### [ACTIVITY]
Look through the data below for the line with "use super::errors::DomainError;" and the line with "and records an", then output those two and all lines in between, exactly as written.

### [GIVEN DATA]
☆ ☆ ☆ ☆ ☆ ☆ ☆

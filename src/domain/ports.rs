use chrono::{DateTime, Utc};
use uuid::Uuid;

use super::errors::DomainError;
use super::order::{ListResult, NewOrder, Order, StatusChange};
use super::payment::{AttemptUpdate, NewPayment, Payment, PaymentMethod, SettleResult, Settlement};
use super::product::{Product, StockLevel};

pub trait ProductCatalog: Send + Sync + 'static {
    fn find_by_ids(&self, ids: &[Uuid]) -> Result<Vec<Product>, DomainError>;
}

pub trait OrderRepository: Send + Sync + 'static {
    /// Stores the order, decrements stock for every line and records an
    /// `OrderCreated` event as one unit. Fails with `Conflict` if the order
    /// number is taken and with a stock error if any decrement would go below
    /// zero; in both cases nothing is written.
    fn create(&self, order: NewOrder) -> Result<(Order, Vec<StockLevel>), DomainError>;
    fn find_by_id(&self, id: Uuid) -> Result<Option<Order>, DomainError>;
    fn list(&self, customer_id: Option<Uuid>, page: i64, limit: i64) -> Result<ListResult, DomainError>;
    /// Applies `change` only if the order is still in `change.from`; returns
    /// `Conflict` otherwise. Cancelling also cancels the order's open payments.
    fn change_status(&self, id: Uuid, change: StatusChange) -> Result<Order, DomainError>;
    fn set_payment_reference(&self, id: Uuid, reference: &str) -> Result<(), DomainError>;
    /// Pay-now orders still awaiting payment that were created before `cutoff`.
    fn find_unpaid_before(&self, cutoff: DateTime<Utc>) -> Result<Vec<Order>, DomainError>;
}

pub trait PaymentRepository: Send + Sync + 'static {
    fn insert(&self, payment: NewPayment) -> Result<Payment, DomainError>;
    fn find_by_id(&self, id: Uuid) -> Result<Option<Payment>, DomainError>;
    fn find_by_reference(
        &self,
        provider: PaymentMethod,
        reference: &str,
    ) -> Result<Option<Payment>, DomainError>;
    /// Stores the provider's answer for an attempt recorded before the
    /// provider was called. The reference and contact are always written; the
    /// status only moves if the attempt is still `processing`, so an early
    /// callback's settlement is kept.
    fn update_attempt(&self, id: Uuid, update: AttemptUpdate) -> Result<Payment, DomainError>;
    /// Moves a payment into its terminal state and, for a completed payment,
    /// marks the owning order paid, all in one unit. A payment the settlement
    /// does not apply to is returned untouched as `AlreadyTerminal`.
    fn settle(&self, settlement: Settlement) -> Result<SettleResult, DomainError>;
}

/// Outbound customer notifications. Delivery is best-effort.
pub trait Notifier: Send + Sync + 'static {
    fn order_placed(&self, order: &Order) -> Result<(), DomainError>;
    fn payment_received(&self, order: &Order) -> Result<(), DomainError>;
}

☆ ☆ ☆ ☆ ☆ ☆ ☆

### [RESULT OF THIS EXERCISE]
use super::errors::DomainError;
use super::order::{ListResult, NewOrder, Order, StatusChange};
use super::payment::{AttemptUpdate, NewPayment, Payment, PaymentMethod, SettleResult, Settlement};
use super::product::{Product, StockLevel};

pub trait ProductCatalog: Send + Sync + 'static {
    fn find_by_ids(&self, ids: &[Uuid]) -> Result<Vec<Product>, DomainError>;
}

pub trait OrderRepository: Send + Sync + 'static {
    /// Stores the order, decrements stock for every line and records an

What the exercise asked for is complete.